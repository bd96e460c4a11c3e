//! CLI tests: spawn the binary and check exit codes and messages.

use std::io::Read;
use std::process::{Command, Stdio};
use std::time::{Duration, Instant};

use fleet::exit_codes;
use fleet::io::config::{DEFAULT_CONFIG_FILE, load_config};
use fleet::io::plan_store::save_plan;
use fleet::test_support::{TestRepo, sample_plan};

#[test]
fn init_writes_default_config_once() {
    let temp = tempfile::tempdir().expect("tempdir");
    let run = || {
        Command::new(env!("CARGO_BIN_EXE_fleet"))
            .current_dir(temp.path())
            .arg("init")
            .output()
            .expect("fleet init")
    };

    let first = run();
    assert_eq!(first.status.code(), Some(exit_codes::OK));
    let config = load_config(&temp.path().join(DEFAULT_CONFIG_FILE)).expect("config");
    assert_eq!(config.tournament.max_iterations, 10);

    let second = run();
    assert_eq!(second.status.code(), Some(exit_codes::ERROR));
    assert!(String::from_utf8_lossy(&second.stderr).contains("already exists"));
}

#[test]
fn single_approach_is_rejected_before_any_work() {
    let temp = tempfile::tempdir().expect("tempdir");
    let output = Command::new(env!("CARGO_BIN_EXE_fleet"))
        .current_dir(temp.path())
        .args(["plan", "rate limiter", "token bucket"])
        .output()
        .expect("fleet plan");

    assert_eq!(output.status.code(), Some(exit_codes::ERROR));
    assert!(String::from_utf8_lossy(&output.stderr).contains("at least 2 approaches"));
    assert!(!temp.path().join("plan.json").exists());
}

#[test]
fn missing_api_key_is_reported() {
    let temp = tempfile::tempdir().expect("tempdir");
    let output = Command::new(env!("CARGO_BIN_EXE_fleet"))
        .current_dir(temp.path())
        .env_remove("ANTHROPIC_API_KEY")
        .args(["plan", "rate limiter", "token bucket", "sliding window"])
        .output()
        .expect("fleet plan");

    assert_eq!(output.status.code(), Some(exit_codes::ERROR));
    assert!(String::from_utf8_lossy(&output.stderr).contains("ANTHROPIC_API_KEY"));
}

#[test]
fn interrupt_at_plan_confirmation_exits_promptly() {
    let temp = tempfile::tempdir().expect("tempdir");
    let repo = TestRepo::new().expect("repo");
    let plan_path = temp.path().join("plan.json");
    save_plan(&plan_path, &sample_plan()).expect("save plan");

    let mut child = Command::new(env!("CARGO_BIN_EXE_fleet"))
        .current_dir(temp.path())
        .env("ANTHROPIC_API_KEY", "test-key")
        .args(["run", "rate limiter", "token bucket", "sliding window"])
        .arg("--repo")
        .arg(repo.path())
        .arg("--plan")
        .arg(&plan_path)
        .arg("--work-dir")
        .arg(temp.path().join("work"))
        .stdin(Stdio::piped())
        .stdout(Stdio::piped())
        .stderr(Stdio::null())
        .spawn()
        .expect("spawn fleet run");
    // Held open so the confirmation read blocks instead of seeing EOF.
    let _stdin = child.stdin.take().expect("stdin");

    let mut stdout = child.stdout.take().expect("stdout");
    let mut seen = String::new();
    let mut chunk = [0u8; 1024];
    while !seen.contains("Proceed with this plan?") {
        let n = stdout.read(&mut chunk).expect("read stdout");
        assert!(n > 0, "fleet exited before prompting: {seen}");
        seen.push_str(&String::from_utf8_lossy(&chunk[..n]));
    }

    let status = Command::new("kill")
        .args(["-INT", &child.id().to_string()])
        .status()
        .expect("send SIGINT");
    assert!(status.success());

    let deadline = Instant::now() + Duration::from_secs(10);
    let exit = loop {
        if let Some(exit) = child.try_wait().expect("poll fleet") {
            break exit;
        }
        if Instant::now() >= deadline {
            let _ = child.kill();
            panic!("fleet still running after SIGINT");
        }
        std::thread::sleep(Duration::from_millis(50));
    };
    assert_eq!(exit.code(), Some(exit_codes::INTERRUPTED));
}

+===+

What you have to do » An exact, complete copy of the records is the expected answer.

Finished exercise »
repository bd96e460c4a11c3e
//! CLI tests: spawn the binary and check exit codes and messages.

use std::io::Read;
use std::process::{Command, Stdio};
use std::time::{Duration, Instant};

use fleet::exit_codes;
use fleet::io::config::{DEFAULT_CONFIG_FILE, load_config};
use fleet::io::plan_store::save_plan;
use fleet::test_support::{TestRepo, sample_plan};

#[test]
fn init_writes_default_config_once() {
    let temp = tempfile::tempdir().expect("tempdir");
    let run = || {
        Command::new(env!("CARGO_BIN_EXE_fleet"))
            .current_dir(temp.path())
            .arg("init")
            .output()
            .expect("fleet init")
    };

    let first = run();
    assert_eq!(first.status.code(), Some(exit_codes::OK));
    let config = load_config(&temp.path().join(DEFAULT_CONFIG_FILE)).expect("config");
    assert_eq!(config.tournament.max_iterations, 10);

    let second = run();
    assert_eq!(second.status.code(), Some(exit_codes::ERROR));
    assert!(String::from_utf8_lossy(&second.stderr).contains("already exists"));
}

#[test]
fn single_approach_is_rejected_before_any_work() {
    let temp = tempfile::tempdir().expect("tempdir");
    let output = Command::new(env!("CARGO_BIN_EXE_fleet"))
        .current_dir(temp.path())
        .args(["plan", "rate limiter", "token bucket"])
        .output()
        .expect("fleet plan");

    assert_eq!(output.status.code(), Some(exit_codes::ERROR));
    assert!(String::from_utf8_lossy(&output.stderr).contains("at least 2 approaches"));
    assert!(!temp.path().join("plan.json").exists());
}

#[test]
fn missing_api_key_is_reported() {
    let temp = tempfile::tempdir().expect("tempdir");
    let output = Command::new(env!("CARGO_BIN_EXE_fleet"))
        .current_dir(temp.path())
        .env_remove("ANTHROPIC_API_KEY")
        .args(["plan", "rate limiter", "token bucket", "sliding window"])
        .output()
        .expect("fleet plan");

    assert_eq!(output.status.code(), Some(exit_codes::ERROR));
    assert!(String::from_utf8_lossy(&output.stderr).contains("ANTHROPIC_API_KEY"));
}

#[test]
fn interrupt_at_plan_confirmation_exits_promptly() {
    let temp = tempfile::tempdir().expect("tempdir");
    let repo = TestRepo::new().expect("repo");
    let plan_path = temp.path().join("plan.json");
    save_plan(&plan_path, &sample_plan()).expect("save plan");

    let mut child = Command::new(env!("CARGO_BIN_EXE_fleet"))
        .current_dir(temp.path())
        .env("ANTHROPIC_API_KEY", "test-key")
        .args(["run", "rate limiter", "token bucket", "sliding window"])
        .arg("--repo")
        .arg(repo.path())
        .arg("--plan")
        .arg(&plan_path)
        .arg("--work-dir")
        .arg(temp.path().join("work"))
        .stdin(Stdio::piped())
        .stdout(Stdio::piped())
        .stderr(Stdio::null())
        .spawn()
        .expect("spawn fleet run");
    // Held open so the confirmation read blocks instead of seeing EOF.
    let _stdin = child.stdin.take().expect("stdin");

    let mut stdout = child.stdout.take().expect("stdout");
    let mut seen = String::new();
    let mut chunk = [0u8; 1024];
    while !seen.contains("Proceed with this plan?") {
        let n = stdout.read(&mut chunk).expect("read stdout");
        assert!(n > 0, "fleet exited before prompting: {seen}");
        seen.push_str(&String::from_utf8_lossy(&chunk[..n]));
    }

    let status = Command::new("kill")
        .args(["-INT", &child.id().to_string()])
        .status()
        .expect("send SIGINT");
    assert!(status.success());

    let deadline = Instant::now() + Duration::from_secs(10);
    let exit = loop {
        if let Some(exit) = child.try_wait().expect("poll fleet") {
            break exit;
        }
        if Instant::now() >= deadline {
            let _ = child.kill();
            panic!("fleet still running after SIGINT");
        }
        std::thread::sleep(Duration::from_millis(50));
    };
    assert_eq!(exit.code(), Some(exit_codes::INTERRUPTED));
}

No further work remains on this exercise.